Une morale commune souvent admise sur cette parabole : Dieu nous confie ses biens, il faudra lui rendre des comptes… Si l’identification semble si facile, est-ce seulement à ce constat que nous conduit l’Ecriture ? Cette parabole nous pousse à aller plus loin, pour rejoindre le cœur de la Bonne Nouvelle sur laquelle nous cherchons à miser notre vie, chacun selon son charisme, son état de vie, son ou ses talents. Laissons-nous étonner par cette curieuse histoire utilisant le langage des affaires, le langage de la finance, le langage du calcul.
Un homme part et, dit le texte original, transmet à trois de ses serviteurs les pleins pouvoirs sur ses biens. L’homme qui part, livre littéralement sa fortune, comme on dit habituellement qu’on livre un prisonnier, qu’on livre une marchandise : c’est livré une fois pour toute. Ce que donne cet homme, c’est sans esprit de retour. D’ailleurs il part sans dire qu’il reviendra. Le texte original grec est vraiment radical ! Ne pas l’oublier !

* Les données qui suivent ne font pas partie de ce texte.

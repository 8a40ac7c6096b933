//! Boundary-aware text chunking with fixed character overlap.
//!
//! Chunks are contiguous slices of the input: each chunk after the first
//! starts exactly `overlap` characters before the previous chunk's end, so
//! concatenating chunks with the overlaps collapsed reconstructs the
//! original text losslessly.

use crate::error::ChunkerError;

#[derive(Debug, Clone)]
pub struct ChunkerConfig {
    /// Maximum chunk length in characters.
    pub max_size: usize,
    /// Characters repeated from the end of one chunk at the start of the next.
    pub overlap: usize,
}

impl Default for ChunkerConfig {
    fn default() -> Self {
        Self {
            max_size: 1000,
            overlap: 200,
        }
    }
}

#[derive(Debug, Clone, PartialEq, Eq)]
pub struct Chunk {
    pub text: String,
    pub index: usize,
    /// Char offset of the chunk start in the original text.
    pub start: usize,
}

pub struct Chunker {
    config: ChunkerConfig,
}

impl Chunker {
    /// # Errors
    ///
    /// Returns [`ChunkerError::InvalidConfig`] if `max_size` is zero or
    /// `overlap >= max_size`.
    pub fn new(config: ChunkerConfig) -> Result<Self, ChunkerError> {
        if config.max_size == 0 {
            return Err(ChunkerError::InvalidConfig("max_size must be > 0".into()));
        }
        if config.overlap >= config.max_size {
            return Err(ChunkerError::InvalidConfig(format!(
                "overlap ({}) must be smaller than max_size ({})",
                config.overlap, config.max_size
            )));
        }
        Ok(Self { config })
    }

    /// Split `text` into ordered chunks.
    ///
    /// Boundaries are chosen by priority: paragraph break, then sentence
    /// ending, then line break, then clause punctuation. When none of
    /// these appears in the size window a hard character split is forced.
    /// Empty or whitespace-only input yields no chunks.
    #[must_use]
    pub fn chunk(&self, text: &str) -> Vec<Chunk> {
        if text.trim().is_empty() {
            return Vec::new();
        }

        let chars: Vec<char> = text.chars().collect();
        let max_size = self.config.max_size;
        let overlap = self.config.overlap;

        let mut chunks = Vec::new();
        let mut start = 0;

        loop {
            let window_end = (start + max_size).min(chars.len());
            let end = if window_end == chars.len() {
                window_end
            } else {
                // A boundary only counts if it leaves more than `overlap`
                // characters of progress, otherwise chunking would stall.
                find_boundary(&chars, start, window_end, start + overlap + 1)
                    .unwrap_or(window_end)
            };

            chunks.push(Chunk {
                text: chars[start..end].iter().collect(),
                index: chunks.len(),
                start,
            });

            if end == chars.len() {
                break;
            }
            start = end - overlap;
        }

        chunks
    }
}

/// Boundary priority levels, strongest first. Each entry is checked at
/// every position of the window before falling through to the next level.
#[derive(Clone, Copy)]
enum BoundaryLevel {
    Paragraph,
    Sentence,
    Line,
    Clause,
}

const LEVELS: [BoundaryLevel; 4] = [
    BoundaryLevel::Paragraph,
    BoundaryLevel::Sentence,
    BoundaryLevel::Line,
    BoundaryLevel::Clause,
];

/// Chunk end position implied by a boundary starting at `i`, if any.
fn boundary_end(chars: &[char], i: usize, level: BoundaryLevel) -> Option<usize> {
    let next = chars.get(i + 1).copied();
    match level {
        BoundaryLevel::Paragraph => {
            (chars[i] == '\n' && next == Some('\n')).then_some(i + 2)
        }
        BoundaryLevel::Sentence => {
            let ends_sentence = matches!(chars[i], '.' | '!' | '?') && next == Some(' ')
                || chars[i] == '.' && next == Some('\n');
            ends_sentence.then_some(i + 2)
        }
        BoundaryLevel::Line => (chars[i] == '\n').then_some(i + 1),
        BoundaryLevel::Clause => {
            (matches!(chars[i], ';' | ':' | ',') && next == Some(' ')).then_some(i + 2)
        }
    }
}

/// Find the latest acceptable boundary in `[start, window_end)`, trying
/// each priority level across the whole window before the next. A
/// boundary is acceptable when the resulting chunk end lies in
/// `[min_end, window_end]`.
fn find_boundary(
    chars: &[char],
    start: usize,
    window_end: usize,
    min_end: usize,
) -> Option<usize> {
    for level in LEVELS {
        for i in (start..window_end).rev() {
            if let Some(end) = boundary_end(chars, i, level) {
                if end >= min_end && end <= window_end {
                    return Some(end);
                }
            }
        }
    }
    None
}
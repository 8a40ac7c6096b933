use chrono::{DateTime, Utc};
use serde::{Deserialize, Serialize};

/// One stored chunk: the unit of retrieval.
///
/// Records are created once at ingest and never mutated. Re-ingesting the
/// same source yields a fresh document id and a disjoint set of records.
#[derive(Debug, Clone, Serialize, Deserialize)]
pub struct ChunkRecord {
    pub id: String,
    pub document_id: String,
    pub chunk_index: usize,
    pub text: String,
    /// Unit-length vector; dot product against another unit vector is the
    /// cosine similarity.
    pub embedding: Vec<f32>,
    pub source_name: String,
    pub page: Option<u32>,
    pub created_at: DateTime<Utc>,
}

impl ChunkRecord {
    #[must_use]
    pub fn new(
        document_id: impl Into<String>,
        chunk_index: usize,
        text: impl Into<String>,
        embedding: Vec<f32>,
        source_name: impl Into<String>,
    ) -> Self {
        Self {
            id: uuid::Uuid::new_v4().to_string(),
            document_id: document_id.into(),
            chunk_index,
            text: text.into(),
            embedding,
            source_name: source_name.into(),
            page: None,
            created_at: Utc::now(),
        }
    }

    /// Attach the 1-based page number the chunk starts on, when known.
    #[must_use]
    pub fn with_page(mut self, page: Option<u32>) -> Self {
        self.page = page;
        self
    }
}

/// A chunk returned by similarity search, with its cosine score in [-1, 1].
#[derive(Debug, Clone, Serialize, Deserialize)]
pub struct RetrievalMatch {
    pub document_id: String,
    pub chunk_index: usize,
    pub text: String,
    pub source_name: String,
    pub score: f32,
}
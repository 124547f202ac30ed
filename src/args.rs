use clap::Parser;

/// This program turns an annotated survey document into an XLSForm (survey, choices and settings tables).
#[derive(Parser, Debug, Clone)]
#[clap(author, version, about, long_about = None)]
pub struct Args {
    /// (file path, optional) A JSON file describing the generation. All the other options override
    /// the values given in this file.
    #[clap(short, long, value_parser)]
    pub config: Option<String>,

    /// (file path) The survey document, as plain text. Questions are annotated with tags such as
    /// [single], [multiple] or [scale 1-5]. See the manual for all the tags.
    #[clap(short, long, value_parser)]
    pub input: Option<String>,

    /// (file path, directory, 'stdout' or empty) Where to write the form. With the JSON output, this is a
    /// file (stdout if not specified). With the CSV output, this is the directory receiving survey.csv,
    /// choices.csv and settings.csv.
    #[clap(short, long, value_parser)]
    pub out: Option<String>,

    /// (default json) The output format: json or csv.
    #[clap(long, value_parser)]
    pub output_format: Option<String>,

    /// (file path) The list of enumerators.
    #[clap(long, value_parser)]
    pub roster: Option<String>,

    /// (default xlsx) The type of the roster file: xlsx or csv.
    #[clap(long, value_parser)]
    pub roster_type: Option<String>,

    /// (default lists) When using an Excel roster, the name of the worksheet to use.
    #[clap(long, value_parser)]
    pub worksheet: Option<String>,

    /// If passed as an argument, the form collects the GPS position (face to face surveys).
    #[clap(long, takes_value = false)]
    pub geolocation: bool,

    /// (label, repeatable) The label of a question to leave out of the form, for example '3. Age'.
    #[clap(long, value_parser)]
    pub exclude: Option<Vec<String>>,

    /// If passed as an argument, lines with annotations that are not understood are errors instead of being skipped.
    #[clap(long, takes_value = false)]
    pub strict: bool,

    /// (file path) A reference file containing the expected form in JSON format. If provided, formgen will
    /// check that the generated form matches the reference.
    #[clap(short, long, value_parser)]
    pub reference: Option<String>,

    // Other arguments
    /// If passed as an argument, will turn on verbose logging to the standard output.
    #[clap(long, takes_value = false)]
    pub verbose: bool,
}
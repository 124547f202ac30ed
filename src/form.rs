use log::{debug, info, warn};

use form_compiler::*;
use snafu::{prelude::*, ErrorCompat, Snafu};

use std::path::Path;

use text_diff::print_diff;

use crate::args::Args;
use crate::form::config_reader::*;
use crate::form::io_output::*;
use crate::form::io_roster::roster_from_source;

pub mod config_reader;
mod io_common;
mod io_output;
mod io_roster;

#[derive(Debug, Snafu)]
pub enum FormError {
    #[snafu(display("Error opening file {path}"))]
    OpeningFile {
        source: std::io::Error,
        path: String,
    },
    #[snafu(display("Error writing file {path}"))]
    WritingFile {
        source: std::io::Error,
        path: String,
    },
    #[snafu(display("Error parsing the JSON file {path}"))]
    ParsingJson {
        source: serde_json::Error,
        path: String,
    },
    #[snafu(display("Error serializing the form"))]
    SerializingJson { source: serde_json::Error },
    #[snafu(display("Error opening file {path}"))]
    OpeningExcel {
        source: calamine::XlsxError,
        path: String,
    },
    #[snafu(display("Worksheet {worksheet} not found in {path}"))]
    MissingWorksheet { worksheet: String, path: String },
    #[snafu(display("Error reading or writing the CSV file {path}"))]
    CsvFile { source: csv::Error, path: String },
    #[snafu(display("Could not find the column {column} in the header of {path}"))]
    MissingColumn { column: String, path: String },
    #[snafu(display("The roster {path} does not list any enumerator"))]
    EmptyRoster { path: String },
    #[snafu(display("Unsupported {what}: {value}"))]
    Unsupported { what: String, value: String },
    #[snafu(display("No {what} provided, use the configuration file or the command line"))]
    MissingOption { what: String },
    #[snafu(display(""))]
    MissingParentDir {},
    #[snafu(display("Could not compile the survey"))]
    Compiling { source: CompileError },
    #[snafu(display("Difference detected between the generated form and the reference form"))]
    ReferenceMismatch {},

    #[snafu(whatever, display("{message}"))]
    Whatever {
        message: String,
        #[snafu(source(from(Box<dyn std::error::Error + Send + Sync>, Some)))]
        source: Option<Box<dyn std::error::Error + Send + Sync>>,
    },
}

pub type FormResult<T> = Result<T, FormError>;

/// Runs the generation described by the command line.
pub fn run(args: &Args) -> FormResult<()> {
    let config = match &args.config {
        Some(config_path) => read_config(config_path)?,
        None => FormConfig::default(),
    };
    let config = config.with_args(args);

    let output = generate_form(&config, args.reference.as_deref())?;

    if !output.skipped.is_empty() {
        eprintln!("Questions left out of the form (tagged [other]):");
        for label in output.skipped.iter() {
            eprintln!("  {}", label);
        }
    }
    Ok(())
}

/// Compiles the document of the configuration, writes the form and compares it with the
/// reference form, if one is given.
pub fn generate_form(config: &FormConfig, reference_path: Option<&str>) -> FormResult<CompileOutput> {
    info!("config: {:?}", config);

    let input_path = config.input_path.clone().context(MissingOptionSnafu {
        what: "input document",
    })?;
    let lines = io_common::read_lines(&input_path)?;
    info!("Read {:?} lines from {:?}", lines.len(), input_path);

    let source = config.roster.as_ref().context(MissingOptionSnafu { what: "roster" })?;
    let roster = roster_from_source(source)?;

    let options = config.compile_options();
    let output = compile_document(&lines, roster.as_ref(), &options).context(CompilingSnafu {})?;
    debug!("skipped questions: {:?}", output.skipped);

    let form_js = form_to_json(&output.form)?;
    match config.output_format()? {
        OutputFormat::Json => write_json(&form_js, config.output_path.as_deref())?,
        OutputFormat::Csv => {
            let out_dir = config.output_path.clone().context(MissingOptionSnafu {
                what: "output directory",
            })?;
            write_csv(&output.form, Path::new(&out_dir))?
        }
    }

    // The reference form, if provided for comparison
    if let Some(reference_p) = reference_path {
        let reference_js = read_reference(reference_p)?;
        let pretty_reference =
            serde_json::to_string_pretty(&reference_js).context(SerializingJsonSnafu {})?;
        let pretty_form = serde_json::to_string_pretty(&form_js).context(SerializingJsonSnafu {})?;
        if reference_js != form_js {
            warn!("Found differences with the reference form");
            print_diff(pretty_reference.as_str(), pretty_form.as_str(), "\n");
            return ReferenceMismatchSnafu {}.fail();
        }
    }

    Ok(output)
}

/// Prints an error and all its causes.
pub fn print_error(e: &FormError) {
    eprintln!("An error occurred: {}", e);
    for (idx, cause) in ErrorCompat::iter_chain(e).enumerate().skip(1) {
        eprintln!("  {}: {}", idx, cause);
    }
}

#[cfg(test)]
fn run_generation_test(
    test_name: &str,
    config_lpath: &str,
    reference_lpath: &str,
) -> FormResult<CompileOutput> {
    let test_dir = option_env!("FORMGEN_TEST_DIR")
        .unwrap_or(concat!(env!("CARGO_MANIFEST_DIR"), "/tests/data"));
    info!("Running test {}", test_name);
    let config = read_config(&format!("{}/{}/{}", test_dir, test_name, config_lpath))?;
    generate_form(
        &config,
        Some(format!("{}/{}/{}", test_dir, test_name, reference_lpath).as_str()),
    )
}

#[cfg(test)]
pub fn test_wrapper(test_name: &str) -> CompileOutput {
    let _ = env_logger::builder().is_test(true).try_init();
    let res = run_generation_test(
        test_name,
        format!("{}_config.json", test_name).as_str(),
        format!("{}_expected.json", test_name).as_str(),
    );
    match res {
        Ok(output) => output,
        Err(e) => {
            print_error(&e);
            panic!("test {} failed: {}", test_name, e);
        }
    }
}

Cet homme donne à chacun selon sa capacité de dynamisme, selon sa force propre. Sommes-nous un peu choqués par cette inégalité de traitement ? A l’un 5, à l’autre 3, au dernier 1 seulement… L’assimilation de la nourriture nous éclaire. Il ne suffit pas de recevoir de la nourriture, encore faut-il pouvoir l’assimiler selon sa force propre. Si je reçois plus de nourriture que je ne peux en assimiler, où bien je l’accepte et je me rends malade, ou bien je la refuse, et je refuse le don qui m’est fait. La manière de donner de cet homme est donc attentive à ses serviteurs.
Une fois l’homme parti, le don va littéralement travailler les 2 premiers serviteurs de l’intérieur. Ils se sont appropriés les talents reçus de leur maître. ils manifestent déjà une même capacité : faire un bénéfice net de 100 % ! Il faut remarquer que l’absence du maître dure le temps nécessaire à ce que chacun ait pu faire doubler le don initial. Se rappeler que la valeur d’un talent représentait à cette époque + de 15 ans de salaire d’un ouvrier…
Le troisième serviteur au contraire ne s’approprie pas le talent confié. Le talent reste extérieur à lui. Le talent reste celui du maître. De fait il l’enterre. Cette action n’est pas mauvaise : à cette époque, cela signifie la plus grande sécurité et cela dégage le dépositaire de toute responsabilité.
Souvent c’est là que se greffent nos commentaires : avec l’interprétation que le maitre confie ses biens, avec une arrière pensée de retour, de reprise. Ce n’est pas ce que nous dit le texte. Le texte littéral utilise les termes d’un don qui a été fait sans idée de retour…
Mais quand le maitre revient, les serviteurs n’ont-ils pas à lui rendre des comptes ?
La traduction liturgique dit que le maitre demande des comptes. Mais le terme grec, traduit par «comptes » se dit avec le même mot que « parole » : « λογος ». Autrement dit, le maitre demande des paroles. Oui il demande de rendre compte mais ce n’est pas autre chose que raconter. Le maître demande à ses serviteurs de faire le compte rendu de ce qui s’est passé, le récit de l’usage fait des talents donnés. Et les 3 serviteurs vont, chacun, effectivement raconter ce qui s’est passé.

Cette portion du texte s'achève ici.